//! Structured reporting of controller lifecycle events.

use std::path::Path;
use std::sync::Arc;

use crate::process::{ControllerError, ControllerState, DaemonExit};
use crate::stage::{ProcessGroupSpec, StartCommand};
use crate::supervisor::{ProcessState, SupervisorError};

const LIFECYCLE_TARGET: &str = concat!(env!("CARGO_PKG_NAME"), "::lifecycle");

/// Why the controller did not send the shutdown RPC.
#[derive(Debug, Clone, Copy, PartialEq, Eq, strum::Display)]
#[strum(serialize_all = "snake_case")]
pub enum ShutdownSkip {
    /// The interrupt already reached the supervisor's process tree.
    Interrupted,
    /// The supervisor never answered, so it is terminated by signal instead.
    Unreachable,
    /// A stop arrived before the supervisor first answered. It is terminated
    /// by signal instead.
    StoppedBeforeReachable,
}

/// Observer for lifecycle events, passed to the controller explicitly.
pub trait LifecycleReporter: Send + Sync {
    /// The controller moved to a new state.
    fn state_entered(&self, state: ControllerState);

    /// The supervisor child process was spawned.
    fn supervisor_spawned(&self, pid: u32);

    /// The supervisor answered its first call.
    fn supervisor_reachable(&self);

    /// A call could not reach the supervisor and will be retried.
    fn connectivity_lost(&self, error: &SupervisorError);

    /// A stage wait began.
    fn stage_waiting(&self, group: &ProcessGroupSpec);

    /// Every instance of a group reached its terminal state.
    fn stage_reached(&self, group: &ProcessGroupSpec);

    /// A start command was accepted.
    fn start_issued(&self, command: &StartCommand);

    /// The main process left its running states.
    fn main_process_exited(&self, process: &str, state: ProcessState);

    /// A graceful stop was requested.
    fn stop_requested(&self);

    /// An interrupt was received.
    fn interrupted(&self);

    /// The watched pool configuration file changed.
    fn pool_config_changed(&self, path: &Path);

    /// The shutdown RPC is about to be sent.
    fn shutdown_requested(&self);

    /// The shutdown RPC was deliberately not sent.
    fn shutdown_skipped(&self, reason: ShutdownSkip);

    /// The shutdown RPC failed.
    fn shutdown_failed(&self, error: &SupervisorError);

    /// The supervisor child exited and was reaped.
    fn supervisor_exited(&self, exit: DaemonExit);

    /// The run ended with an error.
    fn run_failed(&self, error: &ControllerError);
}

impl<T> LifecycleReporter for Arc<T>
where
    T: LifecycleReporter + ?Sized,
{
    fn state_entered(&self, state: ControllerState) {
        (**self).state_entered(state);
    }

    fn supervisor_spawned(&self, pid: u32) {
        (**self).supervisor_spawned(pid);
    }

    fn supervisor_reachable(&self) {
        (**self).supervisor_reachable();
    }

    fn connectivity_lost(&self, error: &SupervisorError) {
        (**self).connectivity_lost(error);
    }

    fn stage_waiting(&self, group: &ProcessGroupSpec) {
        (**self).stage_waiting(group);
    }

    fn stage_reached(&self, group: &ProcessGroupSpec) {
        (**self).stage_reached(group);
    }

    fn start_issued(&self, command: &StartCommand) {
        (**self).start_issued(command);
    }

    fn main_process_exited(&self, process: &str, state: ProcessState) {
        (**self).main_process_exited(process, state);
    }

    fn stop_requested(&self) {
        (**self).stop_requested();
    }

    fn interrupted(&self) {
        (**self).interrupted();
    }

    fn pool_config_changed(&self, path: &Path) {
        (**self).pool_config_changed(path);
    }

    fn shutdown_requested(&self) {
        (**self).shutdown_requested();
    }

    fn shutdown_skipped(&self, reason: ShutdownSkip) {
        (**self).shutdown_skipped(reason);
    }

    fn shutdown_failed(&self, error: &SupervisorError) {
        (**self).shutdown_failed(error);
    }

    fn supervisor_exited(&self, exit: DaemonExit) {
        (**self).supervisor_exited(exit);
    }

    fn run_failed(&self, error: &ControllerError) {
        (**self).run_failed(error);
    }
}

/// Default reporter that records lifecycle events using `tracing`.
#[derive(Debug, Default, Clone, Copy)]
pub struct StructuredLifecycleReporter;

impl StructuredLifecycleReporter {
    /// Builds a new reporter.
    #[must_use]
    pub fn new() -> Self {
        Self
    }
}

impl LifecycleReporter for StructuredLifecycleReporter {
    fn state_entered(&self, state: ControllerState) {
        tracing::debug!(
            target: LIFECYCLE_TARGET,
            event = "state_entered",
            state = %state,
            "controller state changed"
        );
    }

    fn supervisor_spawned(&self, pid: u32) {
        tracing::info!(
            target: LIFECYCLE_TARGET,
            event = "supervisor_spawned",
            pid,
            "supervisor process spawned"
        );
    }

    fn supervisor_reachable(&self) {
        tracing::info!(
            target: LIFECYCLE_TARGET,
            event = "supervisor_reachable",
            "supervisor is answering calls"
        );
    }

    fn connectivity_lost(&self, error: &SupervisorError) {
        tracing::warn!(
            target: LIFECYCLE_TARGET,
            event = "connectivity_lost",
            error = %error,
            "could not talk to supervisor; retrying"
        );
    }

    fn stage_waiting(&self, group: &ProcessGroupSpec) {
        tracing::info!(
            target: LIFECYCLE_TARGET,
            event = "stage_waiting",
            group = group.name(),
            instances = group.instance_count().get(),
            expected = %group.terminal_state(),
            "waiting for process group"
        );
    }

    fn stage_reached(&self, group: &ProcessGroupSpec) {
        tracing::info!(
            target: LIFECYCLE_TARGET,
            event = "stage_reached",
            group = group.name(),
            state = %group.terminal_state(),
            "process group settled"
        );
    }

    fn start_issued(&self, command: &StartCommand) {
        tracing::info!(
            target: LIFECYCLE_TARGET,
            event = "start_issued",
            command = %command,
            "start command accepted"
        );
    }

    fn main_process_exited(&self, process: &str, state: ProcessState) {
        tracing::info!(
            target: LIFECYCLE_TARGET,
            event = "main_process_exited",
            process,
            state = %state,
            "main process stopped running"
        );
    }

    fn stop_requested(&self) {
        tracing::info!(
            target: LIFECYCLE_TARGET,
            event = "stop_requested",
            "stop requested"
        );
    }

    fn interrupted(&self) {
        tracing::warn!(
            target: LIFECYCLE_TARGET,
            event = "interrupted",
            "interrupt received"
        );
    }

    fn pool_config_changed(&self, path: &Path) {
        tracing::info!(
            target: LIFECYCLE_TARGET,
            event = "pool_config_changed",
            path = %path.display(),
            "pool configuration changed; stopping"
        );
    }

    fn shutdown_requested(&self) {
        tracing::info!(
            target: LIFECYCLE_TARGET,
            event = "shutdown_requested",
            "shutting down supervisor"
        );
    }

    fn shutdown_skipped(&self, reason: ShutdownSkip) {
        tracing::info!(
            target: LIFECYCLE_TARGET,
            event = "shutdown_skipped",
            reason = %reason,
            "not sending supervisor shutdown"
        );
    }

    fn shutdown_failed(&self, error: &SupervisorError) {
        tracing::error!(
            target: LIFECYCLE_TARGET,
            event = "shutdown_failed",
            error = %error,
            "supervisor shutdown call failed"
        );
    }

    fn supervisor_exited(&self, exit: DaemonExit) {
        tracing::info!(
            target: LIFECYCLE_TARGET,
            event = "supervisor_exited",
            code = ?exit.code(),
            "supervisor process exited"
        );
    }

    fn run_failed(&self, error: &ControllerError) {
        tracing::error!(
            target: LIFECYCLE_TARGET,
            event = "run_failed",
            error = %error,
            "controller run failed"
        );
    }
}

What is being asked:
Hand back the whole listing, exactly as it is.

Exercise output:
//! Structured reporting of controller lifecycle events.

use std::path::Path;
use std::sync::Arc;

use crate::process::{ControllerError, ControllerState, DaemonExit};
use crate::stage::{ProcessGroupSpec, StartCommand};
use crate::supervisor::{ProcessState, SupervisorError};

const LIFECYCLE_TARGET: &str = concat!(env!("CARGO_PKG_NAME"), "::lifecycle");

/// Why the controller did not send the shutdown RPC.
#[derive(Debug, Clone, Copy, PartialEq, Eq, strum::Display)]
#[strum(serialize_all = "snake_case")]
pub enum ShutdownSkip {
    /// The interrupt already reached the supervisor's process tree.
    Interrupted,
    /// The supervisor never answered, so it is terminated by signal instead.
    Unreachable,
    /// A stop arrived before the supervisor first answered. It is terminated
    /// by signal instead.
    StoppedBeforeReachable,
}

/// Observer for lifecycle events, passed to the controller explicitly.
pub trait LifecycleReporter: Send + Sync {
    /// The controller moved to a new state.
    fn state_entered(&self, state: ControllerState);

    /// The supervisor child process was spawned.
    fn supervisor_spawned(&self, pid: u32);

    /// The supervisor answered its first call.
    fn supervisor_reachable(&self);

    /// A call could not reach the supervisor and will be retried.
    fn connectivity_lost(&self, error: &SupervisorError);

    /// A stage wait began.
    fn stage_waiting(&self, group: &ProcessGroupSpec);

    /// Every instance of a group reached its terminal state.
    fn stage_reached(&self, group: &ProcessGroupSpec);

    /// A start command was accepted.
    fn start_issued(&self, command: &StartCommand);

    /// The main process left its running states.
    fn main_process_exited(&self, process: &str, state: ProcessState);

    /// A graceful stop was requested.
    fn stop_requested(&self);

    /// An interrupt was received.
    fn interrupted(&self);

    /// The watched pool configuration file changed.
    fn pool_config_changed(&self, path: &Path);

    /// The shutdown RPC is about to be sent.
    fn shutdown_requested(&self);

    /// The shutdown RPC was deliberately not sent.
    fn shutdown_skipped(&self, reason: ShutdownSkip);

    /// The shutdown RPC failed.
    fn shutdown_failed(&self, error: &SupervisorError);

    /// The supervisor child exited and was reaped.
    fn supervisor_exited(&self, exit: DaemonExit);

    /// The run ended with an error.
    fn run_failed(&self, error: &ControllerError);
}

impl<T> LifecycleReporter for Arc<T>
where
    T: LifecycleReporter + ?Sized,
{
    fn state_entered(&self, state: ControllerState) {
        (**self).state_entered(state);
    }

    fn supervisor_spawned(&self, pid: u32) {
        (**self).supervisor_spawned(pid);
    }

    fn supervisor_reachable(&self) {
        (**self).supervisor_reachable();
    }

    fn connectivity_lost(&self, error: &SupervisorError) {
        (**self).connectivity_lost(error);
    }

    fn stage_waiting(&self, group: &ProcessGroupSpec) {
        (**self).stage_waiting(group);
    }

    fn stage_reached(&self, group: &ProcessGroupSpec) {
        (**self).stage_reached(group);
    }

    fn start_issued(&self, command: &StartCommand) {
        (**self).start_issued(command);
    }

    fn main_process_exited(&self, process: &str, state: ProcessState) {
        (**self).main_process_exited(process, state);
    }

    fn stop_requested(&self) {
        (**self).stop_requested();
    }

    fn interrupted(&self) {
        (**self).interrupted();
    }

    fn pool_config_changed(&self, path: &Path) {
        (**self).pool_config_changed(path);
    }

    fn shutdown_requested(&self) {
        (**self).shutdown_requested();
    }

    fn shutdown_skipped(&self, reason: ShutdownSkip) {
        (**self).shutdown_skipped(reason);
    }

    fn shutdown_failed(&self, error: &SupervisorError) {
        (**self).shutdown_failed(error);
    }

    fn supervisor_exited(&self, exit: DaemonExit) {
        (**self).supervisor_exited(exit);
    }

    fn run_failed(&self, error: &ControllerError) {
        (**self).run_failed(error);
    }
}

/// Default reporter that records lifecycle events using `tracing`.
#[derive(Debug, Default, Clone, Copy)]
pub struct StructuredLifecycleReporter;

impl StructuredLifecycleReporter {
    /// Builds a new reporter.
    #[must_use]
    pub fn new() -> Self {
        Self
    }
}

impl LifecycleReporter for StructuredLifecycleReporter {
    fn state_entered(&self, state: ControllerState) {
        tracing::debug!(
            target: LIFECYCLE_TARGET,
            event = "state_entered",
            state = %state,
            "controller state changed"
        );
    }

    fn supervisor_spawned(&self, pid: u32) {
        tracing::info!(
            target: LIFECYCLE_TARGET,
            event = "supervisor_spawned",
            pid,
            "supervisor process spawned"
        );
    }

    fn supervisor_reachable(&self) {
        tracing::info!(
            target: LIFECYCLE_TARGET,
            event = "supervisor_reachable",
            "supervisor is answering calls"
        );
    }

    fn connectivity_lost(&self, error: &SupervisorError) {
        tracing::warn!(
            target: LIFECYCLE_TARGET,
            event = "connectivity_lost",
            error = %error,
            "could not talk to supervisor; retrying"
        );
    }

    fn stage_waiting(&self, group: &ProcessGroupSpec) {
        tracing::info!(
            target: LIFECYCLE_TARGET,
            event = "stage_waiting",
            group = group.name(),
            instances = group.instance_count().get(),
            expected = %group.terminal_state(),
            "waiting for process group"
        );
    }

    fn stage_reached(&self, group: &ProcessGroupSpec) {
        tracing::info!(
            target: LIFECYCLE_TARGET,
            event = "stage_reached",
            group = group.name(),
            state = %group.terminal_state(),
            "process group settled"
        );
    }

    fn start_issued(&self, command: &StartCommand) {
        tracing::info!(
            target: LIFECYCLE_TARGET,
            event = "start_issued",
            command = %command,
            "start command accepted"
        );
    }

    fn main_process_exited(&self, process: &str, state: ProcessState) {
        tracing::info!(
            target: LIFECYCLE_TARGET,
            event = "main_process_exited",
            process,
            state = %state,
            "main process stopped running"
        );
    }

    fn stop_requested(&self) {
        tracing::info!(
            target: LIFECYCLE_TARGET,
            event = "stop_requested",
            "stop requested"
        );
    }

    fn interrupted(&self) {
        tracing::warn!(
            target: LIFECYCLE_TARGET,
            event = "interrupted",
            "interrupt received"
        );
    }

    fn pool_config_changed(&self, path: &Path) {
        tracing::info!(
            target: LIFECYCLE_TARGET,
            event = "pool_config_changed",
            path = %path.display(),
            "pool configuration changed; stopping"
        );
    }

    fn shutdown_requested(&self) {
        tracing::info!(
            target: LIFECYCLE_TARGET,
            event = "shutdown_requested",
            "shutting down supervisor"
        );
    }

    fn shutdown_skipped(&self, reason: ShutdownSkip) {
        tracing::info!(
            target: LIFECYCLE_TARGET,
            event = "shutdown_skipped",
            reason = %reason,
            "not sending supervisor shutdown"
        );
    }

    fn shutdown_failed(&self, error: &SupervisorError) {
        tracing::error!(
            target: LIFECYCLE_TARGET,
            event = "shutdown_failed",
            error = %error,
            "supervisor shutdown call failed"
        );
    }

    fn supervisor_exited(&self, exit: DaemonExit) {
        tracing::info!(
            target: LIFECYCLE_TARGET,
            event = "supervisor_exited",
            code = ?exit.code(),
            "supervisor process exited"
        );
    }

    fn run_failed(&self, error: &ControllerError) {
        tracing::error!(
            target: LIFECYCLE_TARGET,
            event = "run_failed",
            error = %error,
            "controller run failed"
        );
    }
}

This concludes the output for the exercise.